Every time something like this happens it blocks me for many days/weeks or even months. It increases the feeling of paranoia that I can’t trust anyone and anyone potentially dislikes me. Maybe no one likes me. It’s like people are so evil/cruel online and don’t care how the other person is feeling. I have the strong urge of being liked and if someone is showing the opposite and is mean to me it truly hurts me.
I think my depression comes from people hating on me.
Hey, so first, relax. And not in a “wow what a crazy overreaction what a weirdo” way.
Like in a “it completely doesn’t matter” way.
It sounds like youre likely ruminating on past interactions and letting that cycle paralyze you. I hate to tell you “touch grass,” but, go exercise. Find something fun to do. Go hiking. Or take up a hobby. Learn an instrument. Kick a hackey sack around.
I know it sucks. But hear me… When your brain is frantically figuring out how to handle your redlining heart and O2 levels, you will not be able to take the space to remember that thing someone said online.
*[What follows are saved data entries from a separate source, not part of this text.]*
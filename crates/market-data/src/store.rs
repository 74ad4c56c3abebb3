use std::collections::HashMap;

use chrono::NaiveDate;
use scoring_core::{Bar, HistoryProvider, ScoringError};

/// In-memory per-ticker bar store.
///
/// Built once up front from fetched (or synthetic) history, then shared
/// read-only across parallel backtest workers.
#[derive(Debug, Default, Clone)]
pub struct PreloadedHistory {
    bars: HashMap<String, Vec<Bar>>,
}

impl PreloadedHistory {
    pub fn new() -> Self {
        Self::default()
    }

    /// Insert a ticker's bars, sorting by date and dropping duplicates.
    pub fn insert(&mut self, ticker: impl Into<String>, mut bars: Vec<Bar>) {
        bars.sort_by_key(|b| b.date);
        bars.dedup_by_key(|b| b.date);
        self.bars.insert(ticker.into(), bars);
    }

    pub fn tickers(&self) -> impl Iterator<Item = &str> {
        self.bars.keys().map(|k| k.as_str())
    }

    pub fn all_bars(&self, ticker: &str) -> Option<&[Bar]> {
        self.bars.get(ticker).map(|v| v.as_slice())
    }

    pub fn len(&self) -> usize {
        self.bars.len()
    }

    pub fn is_empty(&self) -> bool {
        self.bars.is_empty()
    }
}

impl HistoryProvider for PreloadedHistory {
    fn history(
        &self,
        ticker: &str,
        start: NaiveDate,
        end: NaiveDate,
    ) -> Result<Vec<Bar>, ScoringError> {
        let bars = self
            .bars
            .get(ticker)
            .ok_or_else(|| ScoringError::InsufficientData(format!("no history loaded for {ticker}")))?;

        let lo = bars.partition_point(|b| b.date < start);
        let hi = bars.partition_point(|b| b.date <= end);
        if lo >= hi {
            return Err(ScoringError::InsufficientData(format!(
                "no bars for {ticker} in {start}..{end}"
            )));
        }
        Ok(bars[lo..hi].to_vec())
    }
}
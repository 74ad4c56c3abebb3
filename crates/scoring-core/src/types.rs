use chrono::NaiveDate;
use serde::{Deserialize, Serialize};

/// Daily OHLCV bar
#[derive(Debug, Clone, PartialEq, Serialize, Deserialize)]
pub struct Bar {
    pub date: NaiveDate,
    pub open: f64,
    pub high: f64,
    pub low: f64,
    pub close: f64,
    pub volume: f64,
}

/// Trading signal derived from the final composite score
#[derive(Debug, Clone, Copy, PartialEq, Eq, Hash, Serialize, Deserialize)]
pub enum SignalLabel {
    StrongBuy,
    Buy,
    Neutral,
    Sell,
    StrongSell,
}

impl SignalLabel {
    /// Map a final score in [-10, +10] onto a signal label.
    pub fn from_score(score: f64) -> Self {
        if score >= 6.0 {
            SignalLabel::StrongBuy
        } else if score >= 3.0 {
            SignalLabel::Buy
        } else if score > -3.0 {
            SignalLabel::Neutral
        } else if score > -6.0 {
            SignalLabel::Sell
        } else {
            SignalLabel::StrongSell
        }
    }

    /// Human-readable label for reports and exports
    pub fn label(&self) -> &'static str {
        match self {
            SignalLabel::StrongBuy => "STRONG BUY",
            SignalLabel::Buy => "BUY",
            SignalLabel::Neutral => "NEUTRAL / HOLD",
            SignalLabel::Sell => "SELL / AVOID",
            SignalLabel::StrongSell => "STRONG SELL",
        }
    }

    pub fn is_buy(&self) -> bool {
        matches!(self, SignalLabel::StrongBuy | SignalLabel::Buy)
    }

    pub fn is_sell(&self) -> bool {
        matches!(self, SignalLabel::Sell | SignalLabel::StrongSell)
    }
}

/// Scoring category of the multi-factor model
#[derive(Debug, Clone, Copy, PartialEq, Eq, Hash, Serialize, Deserialize)]
pub enum Category {
    TrendMomentum,
    Volume,
    Fundamental,
    MarketContext,
    Advanced,
}

impl Category {
    pub const ALL: [Category; 5] = [
        Category::TrendMomentum,
        Category::Volume,
        Category::Fundamental,
        Category::MarketContext,
        Category::Advanced,
    ];

    /// Stable key used in config files and exports
    pub fn key(&self) -> &'static str {
        match self {
            Category::TrendMomentum => "trend_momentum",
            Category::Volume => "volume",
            Category::Fundamental => "fundamental",
            Category::MarketContext => "market_context",
            Category::Advanced => "advanced",
        }
    }
}

/// Per-category sub-scores, each in [-100, +100]
#[derive(Debug, Clone, Copy, Default, PartialEq, Serialize, Deserialize)]
pub struct CategoryScores {
    pub trend_momentum: f64,
    pub volume: f64,
    pub fundamental: f64,
    pub market_context: f64,
    pub advanced: f64,
}

impl CategoryScores {
    pub fn get(&self, category: Category) -> f64 {
        match category {
            Category::TrendMomentum => self.trend_momentum,
            Category::Volume => self.volume,
            Category::Fundamental => self.fundamental,
            Category::MarketContext => self.market_context,
            Category::Advanced => self.advanced,
        }
    }
}

/// Category weights for the composite blend.
///
/// Invariant: the weights of a vector accepted for scoring sum to 1.0
/// within [`CategoryWeights::SUM_TOLERANCE`]; `normalize` rescales to
/// exactly 1.0 after any adjustment.
#[derive(Debug, Clone, Copy, PartialEq, Serialize, Deserialize)]
pub struct CategoryWeights {
    pub trend_momentum: f64,
    pub volume: f64,
    pub fundamental: f64,
    pub market_context: f64,
    pub advanced: f64,
}

impl Default for CategoryWeights {
    fn default() -> Self {
        Self {
            trend_momentum: 0.30,
            volume: 0.15,
            fundamental: 0.22,
            market_context: 0.18,
            advanced: 0.15,
        }
    }
}

impl CategoryWeights {
    /// Accepted deviation of the raw sum from 1.0
    pub const SUM_TOLERANCE: f64 = 0.02;

    pub fn get(&self, category: Category) -> f64 {
        match category {
            Category::TrendMomentum => self.trend_momentum,
            Category::Volume => self.volume,
            Category::Fundamental => self.fundamental,
            Category::MarketContext => self.market_context,
            Category::Advanced => self.advanced,
        }
    }

    pub fn set(&mut self, category: Category, weight: f64) {
        match category {
            Category::TrendMomentum => self.trend_momentum = weight,
            Category::Volume => self.volume = weight,
            Category::Fundamental => self.fundamental = weight,
            Category::MarketContext => self.market_context = weight,
            Category::Advanced => self.advanced = weight,
        }
    }

    pub fn sum(&self) -> f64 {
        self.trend_momentum + self.volume + self.fundamental + self.market_context + self.advanced
    }

    /// Whether the raw sum lies within tolerance of 1.0
    pub fn is_valid(&self) -> bool {
        (self.sum() - 1.0).abs() <= Self::SUM_TOLERANCE
            && Category::ALL.iter().all(|c| self.get(*c) >= 0.0)
    }

    /// Rescale so the weights sum to exactly 1.0. A zero sum is left unchanged.
    pub fn normalized(mut self) -> Self {
        let total = self.sum();
        if total > 0.0 {
            for category in Category::ALL {
                self.set(category, self.get(category) / total);
            }
        }
        self
    }

    /// Weighted blend of category sub-scores, on the [-100, +100] scale.
    pub fn blend(&self, scores: &CategoryScores) -> f64 {
        Category::ALL
            .iter()
            .map(|c| self.get(*c) * scores.get(*c))
            .sum()
    }
}

/// Point-in-time fundamental statement snapshot.
///
/// `as_of` is the statement date; consumers apply the configured
/// reporting-lag offset before treating the snapshot as known.
#[derive(Debug, Clone, Default, PartialEq, Serialize, Deserialize)]
pub struct FundamentalSnapshot {
    pub as_of: Option<NaiveDate>,
    pub pe_ratio: Option<f64>,
    pub revenue_growth: Option<f64>,
    pub profit_margin: Option<f64>,
    pub debt_to_equity: Option<f64>,
    pub market_cap: Option<f64>,
}

/// Complete scoring result for one ticker at one point in time
#[derive(Debug, Clone, Serialize, Deserialize)]
pub struct StockScore {
    pub ticker: String,
    /// Composite score in [-10, +10]
    pub final_score: f64,
    /// Confidence multiplier applied to the raw blend
    pub confidence: f64,
    pub signal: SignalLabel,
    pub is_vetoed: bool,
    pub veto_reasons: Vec<String>,
    pub categories: CategoryScores,
}

#[cfg(test)]
mod tests {
    use super::*;

    #[test]
    fn test_signal_from_score_thresholds() {
        assert_eq!(SignalLabel::from_score(7.2), SignalLabel::StrongBuy);
        assert_eq!(SignalLabel::from_score(6.0), SignalLabel::StrongBuy);
        assert_eq!(SignalLabel::from_score(4.5), SignalLabel::Buy);
        assert_eq!(SignalLabel::from_score(0.0), SignalLabel::Neutral);
        assert_eq!(SignalLabel::from_score(-2.9), SignalLabel::Neutral);
        assert_eq!(SignalLabel::from_score(-4.0), SignalLabel::Sell);
        assert_eq!(SignalLabel::from_score(-8.0), SignalLabel::StrongSell);
    }

    #[test]
    fn test_weights_normalize_to_exactly_one() {
        let weights = CategoryWeights {
            trend_momentum: 0.31,
            volume: 0.16,
            fundamental: 0.21,
            market_context: 0.17,
            advanced: 0.14,
        }
        .normalized();
        assert!((weights.sum() - 1.0).abs() < 1e-9);
    }

    #[test]
    fn test_default_weights_valid() {
        let weights = CategoryWeights::default();
        assert!(weights.is_valid());
        assert!((weights.sum() - 1.0).abs() < 1e-9);
    }

    #[test]
    fn test_weights_out_of_tolerance_rejected() {
        let mut weights = CategoryWeights::default();
        weights.trend_momentum = 0.40;
        assert!(!weights.is_valid());
    }

    #[test]
    fn test_blend_is_weighted_sum() {
        let weights = CategoryWeights::default();
        let scores = CategoryScores {
            trend_momentum: 100.0,
            volume: 100.0,
            fundamental: 100.0,
            market_context: 100.0,
            advanced: 100.0,
        };
        assert!((weights.blend(&scores) - 100.0).abs() < 1e-9);
    }
}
When your brain is getting frustrated that you keep messing up that riff at the same spot every time, you’ll find focus that drowns out this negative stuff.
There’s a lot I can say, but it’s all to sell you on something that’s a hard sell. Take my word for it, please. Find a big hill and go walk up it the next time your chest feels tight.
I tend to be similar. And what my therapist tells me, and what maybe you need to hear or realize is, you are living in your head. There’s a whole world outside of it. If being in your head is not treating you well, go focus on your senses. Go smell something nice. Go touch something fuzzy. Go listen to something pleasant. Go eat something delicious. And focus on it. Like for real, oomut of your head, focus on it. Take stock in what’s good.